In 2012, lamotrigine was added to phenytoin. Seizure frequency was about three per month. The patient’s seizure frequency was an estimation because until 2012 he was living alone and did not always know if a seizure had occurred. The patient was referred to an epileptologist in 2014. He wished to come off phenytoin because he felt it was no longer working. Lamotrigine was maximized, and phenytoin was tapered off. The patient continued to have about three seizures per month on lamotrigine monotherapy. Lacosamide was added. The patient’s seizure frequency declined to about one per month. Note that the above frequency refers to the total small and large seizures, see below.

The patient’s past medical history includes diabetes type II and chronic lower extremity deep vein thrombosis, for which the patient is on warfarin. The patient also complained of forgetting things (numbers, where he placed items), worse over the last two to three years.

At the time of presentation, this 44-year-old patient denied he gets a warning prior to his seizures. Nor does he recall the episodes. Those observing him state he makes a chewing motion with his mouth (smaller event). This can progress to walking about somewhat aimlessly (larger event). On some occasions, this has resulted in injuries, including scrapes and bruises. When the patient notices these types of injuries, or when he ends up in a different location and does not recall how he got there, he equates these with a likely seizure occurrence. On one occasion, others in his home indicated he made a chewing motion with his lips and then proceeded to grab a pot off the stove and wandered outside, ending up in a neighbor’s driveway. The patient sustained some scrapes and bruises on his feet, as he had been walking outside barefoot. He reports no recollection of these events other than ending up in his neighbor’s driveway.

Routine EEGs in 2008 and 2014 showed left-sided sharps with equipotentiality over the left frontal and left mid temporal region. An epilepsy monitoring unit stay in 2014 recorded two of the patient’s typical events: one small with a chewing type motion of the lips and one larger event beginning with chewing and fumbling an object in his hand, followed by bicycling and kicking movements of the legs, as well as twisting at the waist. Electrically, the events both appeared to have onset over the left frontal and temporal regions. A 3T MRI of the brain, epilepsy protocol in 2014, showed left mesial-temporal sclerosis.
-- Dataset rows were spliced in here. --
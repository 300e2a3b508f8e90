// Output format auto-detection for the CLI.
//
// TTY → human-readable text. Piped/redirected → structured JSON.
// `--json` flag forces JSON output regardless of terminal.

use casegate_common::error::{AccessDeniedError, ConfigurationError};
use serde::Serialize;
use std::io::{self, IsTerminal, Write};

const ANSI_RED: &str = "\x1b[31m";
const ANSI_RESET: &str = "\x1b[0m";

/// Output format for CLI commands.
#[derive(Debug, Clone, Copy, PartialEq, Eq)]
pub enum OutputFormat {
    /// Human-readable text.
    Human,
    /// Machine-readable JSON (one object per response).
    Json,
}

impl OutputFormat {
    /// Auto-detect format: JSON if `--json` was passed or stdout is not a TTY.
    pub fn detect(json_flag: bool) -> Self {
        if json_flag {
            return Self::Json;
        }
        Self::detect_from_terminal(io::stdout().is_terminal())
    }

    /// Testable variant that takes an explicit `is_tty` flag.
    pub fn detect_from_terminal(is_tty: bool) -> Self {
        if is_tty {
            Self::Human
        } else {
            Self::Json
        }
    }
}

/// Write a value to stdout in the selected format.
pub fn print_output<T, F>(format: OutputFormat, value: &T, human_fn: F) -> io::Result<()>
where
    T: Serialize,
    F: FnOnce(&T) -> String,
{
    write_output(&mut io::stdout().lock(), format, value, human_fn)
}

/// Write a value to a provided writer (useful for testing).
pub fn write_output<W, T, F>(
    writer: &mut W,
    format: OutputFormat,
    value: &T,
    human_fn: F,
) -> io::Result<()>
where
    W: Write,
    T: Serialize,
    F: FnOnce(&T) -> String,
{
    match format {
        OutputFormat::Human => {
            writeln!(writer, "{}", human_fn(value))
        }
        OutputFormat::Json => {
            serde_json::to_writer_pretty(&mut *writer, value).map_err(io::Error::other)?;
            writeln!(writer)
        }
    }
}

/// Write an error to stderr in the selected format.
pub fn print_error(format: OutputFormat, code: &str, message: &str) {
    let mut err = io::stderr().lock();
    match format {
        OutputFormat::Human => {
            let line = render_human_stderr_line(message, io::stderr().is_terminal());
            let _ = writeln!(err, "{line}");
        }
        OutputFormat::Json => {
            let obj = serde_json::json!({
                "error": {
                    "code": code,
                    "message": message,
                }
            });
            let _ = serde_json::to_writer(&mut err, &obj);
            let _ = writeln!(err);
        }
    }
}

/// Print a mapped, actionable error for a command failure.
pub fn print_anyhow_error(format: OutputFormat, error: &anyhow::Error) {
    let (code, message) = actionable_error(error);
    print_error(format, code, &message);
}

fn actionable_error(error: &anyhow::Error) -> (&'static str, String) {
    let message = format!("{error:#}");

    for cause in error.chain() {
        if let Some(denied) = cause.downcast_ref::<AccessDeniedError>() {
            return (
                "ACCESS_DENIED",
                format!(
                    "None of the given roles can read case type {}. Check --role.",
                    denied.case_type_id
                ),
            );
        }
        if let Some(config) = cause.downcast_ref::<ConfigurationError>() {
            let code = match config {
                ConfigurationError::UnknownField(_) => "UNKNOWN_FIELD",
                ConfigurationError::MalformedMetadata(_) => "MALFORMED_METADATA",
                ConfigurationError::UnsupportedSortField(_) => "UNSUPPORTED_SORT_FIELD",
                ConfigurationError::UntrustedLiteral(_) => "UNTRUSTED_LITERAL",
            };
            return (code, message);
        }
        if let Some(io_err) = cause.downcast_ref::<io::Error>() {
            if io_err.kind() == io::ErrorKind::NotFound {
                return ("FILE_NOT_FOUND", message);
            }
        }
    }

    ("ERROR", message)
}

fn render_human_stderr_line(message: &str, is_tty: bool) -> String {
    if is_tty {
        format!("{ANSI_RED}error:{ANSI_RESET} {message}")
    } else {
        format!("error: {message}")
    }
}
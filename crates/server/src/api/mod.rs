pub mod cases;
pub mod definitions;

use std::sync::Arc;

use anyhow::{Context, Result};
use axum::{middleware, routing::get, Router};
use casegate_common::query::{AssemblerConfig, QueryAssembler};
use tracing::info;

use crate::{
    auth::{jwt::JwtAccessTokenService, middleware::require_bearer_auth},
    config::ServerConfig,
    db::{
        migrations::run_migrations,
        pool::{check_pool_health, create_pg_pool, PoolConfig},
    },
    store::CaseStore,
};

#[derive(Clone)]
pub struct ApiState {
    store: CaseStore,
    assembler: Arc<QueryAssembler>,
    unrestricted_role_prefix: Arc<str>,
}

impl ApiState {
    pub fn new(
        store: CaseStore,
        assembler_config: AssemblerConfig,
        unrestricted_role_prefix: &str,
    ) -> Self {
        Self {
            store,
            assembler: Arc::new(QueryAssembler::new(assembler_config)),
            unrestricted_role_prefix: Arc::from(unrestricted_role_prefix),
        }
    }
}

pub async fn build_router_from_env(
    config: &ServerConfig,
    jwt_service: Arc<JwtAccessTokenService>,
) -> Result<Router> {
    let database_url = config
        .database_url
        .as_deref()
        .context("CASEGATE_DATABASE_URL must be set for the case API")?;

    let pool = create_pg_pool(database_url, PoolConfig::from_env())
        .await
        .context("failed to initialize case store pool")?;
    check_pool_health(&pool).await.context("case store health check failed")?;
    run_migrations(&pool).await?;
    info!("case store ready");

    let state = ApiState::new(
        CaseStore::Postgres(pool),
        config.assembler_config(),
        &config.unrestricted_role_prefix,
    );
    Ok(build_router_with_state(state, jwt_service))
}

pub fn build_router_with_state(state: ApiState, jwt_service: Arc<JwtAccessTokenService>) -> Router {
    Router::new()
        .route("/v1/jurisdictions", get(definitions::list_jurisdictions))
        .route("/v1/jurisdictions/{jid}/case-types", get(definitions::list_case_types))
        .route("/v1/jurisdictions/{jid}/case-types/{ctid}/inputs", get(definitions::search_inputs))
        .route(
            "/v1/jurisdictions/{jid}/case-types/{ctid}/work-basket-inputs",
            get(definitions::workbasket_inputs),
        )
        .route("/v1/jurisdictions/{jid}/case-types/{ctid}/cases", get(cases::search_cases))
        .route(
            "/v1/jurisdictions/{jid}/case-types/{ctid}/cases/{reference}",
            get(cases::get_case_view),
        )
        .route_layer(middleware::from_fn_with_state(jwt_service, require_bearer_auth))
        .with_state(state)
}
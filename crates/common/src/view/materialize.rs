// Builds the unfiltered display form of a case from its row and definition.

use serde_json::Value;

use crate::{
    definition::CaseType,
    types::CaseRecord,
    view::{CaseView, CaseViewField, CaseViewState, CaseViewTab, CaseViewTrigger, CaseViewType},
};

/// Tabs follow the case type layout by `order`; tab fields keep their layout
/// order and carry the field definition's grants. Triggers are the events
/// whose pre-states admit the current state. Nothing here is access
/// filtered; pass the result through [`crate::view::filter_case_view`].
pub fn materialize_case_view(record: &CaseRecord, case_type: &CaseType) -> CaseView {
    let mut layout: Vec<_> = case_type.tabs.iter().collect();
    layout.sort_by_key(|tab| tab.order);

    let tabs = layout
        .into_iter()
        .map(|tab| CaseViewTab {
            id: tab.id.clone(),
            label: tab.label.clone(),
            order: tab.order,
            role: tab.role.clone(),
            fields: tab
                .fields
                .iter()
                .filter_map(|field_id| case_type.field(field_id))
                .enumerate()
                .map(|(index, field)| CaseViewField {
                    id: field.id.clone(),
                    label: field.label.clone(),
                    field_type: field.field_type.clone(),
                    value: record.data.get(&field.id).cloned().unwrap_or(Value::Null),
                    order: i32::try_from(index + 1).ok(),
                    show_condition: field.show_condition.clone(),
                    acls: field.acls.clone(),
                })
                .collect(),
        })
        .collect();

    let mut events: Vec<_> =
        case_type.events.iter().filter(|event| event.available_in(&record.state)).collect();
    events.sort_by_key(|event| event.order.unwrap_or(i32::MAX));

    let triggers = events
        .into_iter()
        .map(|event| CaseViewTrigger {
            id: event.id.clone(),
            name: event.name.clone(),
            description: event.description.clone(),
            order: event.order,
        })
        .collect();

    let state_name = case_type
        .state(&record.state)
        .map(|state| state.name.clone())
        .unwrap_or_else(|| record.state.clone());

    CaseView {
        case_id: record.reference.to_string(),
        case_type: CaseViewType {
            id: case_type.id.clone(),
            name: case_type.name.clone(),
            jurisdiction: case_type.jurisdiction_id.clone(),
        },
        state: CaseViewState { id: record.state.clone(), name: state_name },
        tabs,
        triggers,
    }
}
// Translation of search metadata and filter maps into ordered criteria.

use std::collections::BTreeMap;

use crate::{
    acl::{Capability, RoleSet},
    definition::CaseType,
    error::ConfigurationError,
    query::criterion::{Criterion, FieldPath, MetadataColumn},
    types::SearchMetadata,
};

/// Maps filter field names to storage columns. Unknown names are an error,
/// never silently dropped.
pub trait CriterionFactory {
    fn build(
        &self,
        metadata: &SearchMetadata,
        filters: &BTreeMap<String, String>,
    ) -> Result<Vec<Criterion>, ConfigurationError>;
}

/// Factory backed by a loaded case type definition.
///
/// Emits, in order: jurisdiction and case type scope, the optional metadata
/// filters, then the filter map in key order. Filter keys name either a
/// metadata column or a case field path rooted at a field the caller may
/// read. A field without a read grant is reported exactly like a field the
/// case type does not define.
pub struct DefinitionCriterionFactory<'a> {
    case_type: &'a CaseType,
    roles: &'a RoleSet,
    escape_scope_for_like: bool,
}

impl<'a> DefinitionCriterionFactory<'a> {
    pub fn new(case_type: &'a CaseType, roles: &'a RoleSet) -> Self {
        Self { case_type, roles, escape_scope_for_like: false }
    }

    /// Escape `%`, `_` and `\` in the scope values so that pattern matching
    /// still selects exactly one jurisdiction and case type.
    pub fn with_like_escaped_scope(mut self, wildcard_search: bool) -> Self {
        self.escape_scope_for_like = wildcard_search;
        self
    }

    fn scope_value(&self, value: &str) -> String {
        if self.escape_scope_for_like {
            escape_like(value)
        } else {
            value.to_owned()
        }
    }

    fn resolve_filter_key(&self, key: &str) -> Result<Target, ConfigurationError> {
        if let Some(column) = MetadataColumn::from_filter_key(key) {
            return Ok(Target::Metadata(column));
        }
        let path = FieldPath::parse(key)?;
        if !self.case_type.field_allows(path.root(), self.roles, Capability::Read) {
            return Err(ConfigurationError::UnknownField(key.to_owned()));
        }
        Ok(Target::Field(path))
    }
}

enum Target {
    Metadata(MetadataColumn),
    Field(FieldPath),
}

impl CriterionFactory for DefinitionCriterionFactory<'_> {
    fn build(
        &self,
        metadata: &SearchMetadata,
        filters: &BTreeMap<String, String>,
    ) -> Result<Vec<Criterion>, ConfigurationError> {
        if metadata.jurisdiction != self.case_type.jurisdiction_id
            || metadata.case_type_id != self.case_type.id
        {
            return Err(ConfigurationError::MalformedMetadata(format!(
                "case type {} does not belong to jurisdiction {}",
                metadata.case_type_id, metadata.jurisdiction
            )));
        }

        let mut criteria = Vec::with_capacity(2 + filters.len());
        let mut push_metadata = |column: MetadataColumn, value: String| {
            let position = criteria.len();
            criteria.push(Criterion::metadata(column, position, value));
        };

        push_metadata(
            MetadataColumn::Jurisdiction,
            self.scope_value(&self.case_type.jurisdiction_id),
        );
        push_metadata(MetadataColumn::CaseTypeId, self.scope_value(&self.case_type.id));

        let optional = [
            (MetadataColumn::State, &metadata.state),
            (MetadataColumn::Reference, &metadata.case_reference),
            (MetadataColumn::CreatedDate, &metadata.created_date),
            (MetadataColumn::LastModified, &metadata.last_modified_date),
            (MetadataColumn::SecurityClassification, &metadata.security_classification),
        ];
        for (column, value) in optional {
            if let Some(value) = value.as_deref().map(str::trim).filter(|v| !v.is_empty()) {
                push_metadata(column, value.to_owned());
            }
        }

        for (key, value) in filters {
            let position = criteria.len();
            let criterion = match self.resolve_filter_key(key)? {
                Target::Metadata(column) => Criterion::metadata(column, position, value.clone()),
                Target::Field(path) => Criterion::field(path, position, value.clone()),
            };
            criteria.push(criterion);
        }

        Ok(criteria)
    }
}

fn escape_like(value: &str) -> String {
    let mut escaped = String::with_capacity(value.len());
    for c in value.chars() {
        if matches!(c, '%' | '_' | '\\') {
            escaped.push('\\');
        }
        escaped.push(c);
    }
    escaped
}

#[cfg(test)]
mod tests {
    use super::*;
    use crate::{
        acl::role_set, definition::fixtures::grant_case_type, query::criterion::CriterionColumn,
    };

    fn caseworker() -> RoleSet {
        role_set(["caseworker"])
    }

    fn filters(pairs: &[(&str, &str)]) -> BTreeMap<String, String> {
        pairs.iter().map(|(k, v)| (k.to_string(), v.to_string())).collect()
    }

    #[test]
    fn scope_criteria_come_first() {
        let case_type = grant_case_type();
        let roles = caseworker();
        let criteria = DefinitionCriterionFactory::new(&case_type, &roles)
            .build(&SearchMetadata::new("J1", "T1"), &BTreeMap::new())
            .expect("criteria");

        assert_eq!(
            criteria,
            vec![
                Criterion::metadata(MetadataColumn::Jurisdiction, 0, "J1"),
                Criterion::metadata(MetadataColumn::CaseTypeId, 1, "T1"),
            ]
        );
    }

    #[test]
    fn metadata_filters_precede_filter_map_in_key_order() {
        let case_type = grant_case_type();
        let roles = caseworker();
        let mut metadata = SearchMetadata::new("J1", "T1");
        metadata.state = Some("Open".to_string());
        metadata.case_reference = Some("  ".to_string());

        let criteria = DefinitionCriterionFactory::new(&case_type, &roles)
            .build(
                &metadata,
                &filters(&[("Address.Postcode", "SW1"), ("ApplicantName", "Ada")]),
            )
            .expect("criteria");

        let positions: Vec<usize> = criteria.iter().map(|c| c.position).collect();
        assert_eq!(positions, vec![0, 1, 2, 3, 4]);
        assert_eq!(criteria[2], Criterion::metadata(MetadataColumn::State, 2, "Open"));
        assert_eq!(
            criteria[3].column,
            CriterionColumn::Field(FieldPath::parse("Address.Postcode").expect("path"))
        );
        assert_eq!(criteria[4].sought_value, "Ada");
    }

    #[test]
    fn unknown_field_is_a_configuration_error() {
        let case_type = grant_case_type();
        let roles = caseworker();
        let error = DefinitionCriterionFactory::new(&case_type, &roles)
            .build(&SearchMetadata::new("J1", "T1"), &filters(&[("Nickname", "x")]))
            .expect_err("unknown field");
        assert_eq!(error, ConfigurationError::UnknownField("Nickname".to_string()));
    }

    #[test]
    fn mismatched_jurisdiction_is_malformed_metadata() {
        let case_type = grant_case_type();
        let roles = caseworker();
        let error = DefinitionCriterionFactory::new(&case_type, &roles)
            .build(&SearchMetadata::new("J2", "T1"), &BTreeMap::new())
            .expect_err("wrong jurisdiction");
        assert!(matches!(error, ConfigurationError::MalformedMetadata(_)));
    }

    #[test]
    fn like_escaping_applies_to_scope_only() {
        let mut case_type = grant_case_type();
        case_type.id = "T_1".to_string();
        let roles = caseworker();
        let criteria = DefinitionCriterionFactory::new(&case_type, &roles)
            .with_like_escaped_scope(true)
            .build(&SearchMetadata::new("J1", "T_1"), &filters(&[("ApplicantName", "A%")]))
            .expect("criteria");

        assert_eq!(criteria[1].sought_value, "T\\_1");
        assert_eq!(criteria[2].sought_value, "A%");
    }

    #[test]
    fn unreadable_fields_look_undefined() {
        let case_type = grant_case_type();
        let roles = caseworker();
        let factory = DefinitionCriterionFactory::new(&case_type, &roles);
        let metadata = SearchMetadata::new("J1", "T1");

        let hidden = factory
            .build(&metadata, &filters(&[("RiskScore", "9")]))
            .expect_err("caseworker cannot read RiskScore");
        let nested = factory
            .build(&metadata, &filters(&[("RiskScore.Band", "high")]))
            .expect_err("nested paths share the root grant");
        let undefined = factory
            .build(&metadata, &filters(&[("Nickname", "x")]))
            .expect_err("undefined field");

        assert_eq!(hidden, ConfigurationError::UnknownField("RiskScore".to_string()));
        assert_eq!(nested, ConfigurationError::UnknownField("RiskScore.Band".to_string()));
        assert_eq!(undefined, ConfigurationError::UnknownField("Nickname".to_string()));
    }

    #[test]
    fn readable_fields_follow_the_role_grant() {
        let case_type = grant_case_type();
        let admin = role_set(["admin"]);
        let criteria = DefinitionCriterionFactory::new(&case_type, &admin)
            .build(&SearchMetadata::new("J1", "T1"), &filters(&[("RiskScore", "9")]))
            .expect("admin reads RiskScore");
        assert_eq!(criteria[2].sought_value, "9");

        let error = DefinitionCriterionFactory::new(&case_type, &admin)
            .build(&SearchMetadata::new("J1", "T1"), &filters(&[("ApplicantName", "Ada")]))
            .expect_err("admin has no grant on ApplicantName");
        assert_eq!(error, ConfigurationError::UnknownField("ApplicantName".to_string()));
    }
}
The correct diagnosis for this patient is partial epilepsy with secondary generalization. The patient previously experienced an aura.

Questions to consider:

• Antiepileptic drugs (AEDs): The patient has been on numerous AEDs, including first generation, second generation, and even newer ones. Which would be more appropriate for this patient, given his other medical conditions? Choose newer AEDs that do not interact with warfarin.

How likely is the patient to be seizure free if a third AED is added? Less than 5% chance.

Does the patient meet the definition of drug resistant/refractory epilepsy? Yes, he has failed two first-line AEDs.

Associated co-morbidities with epilepsy include: memory loss, mood changes, cognitive impairment.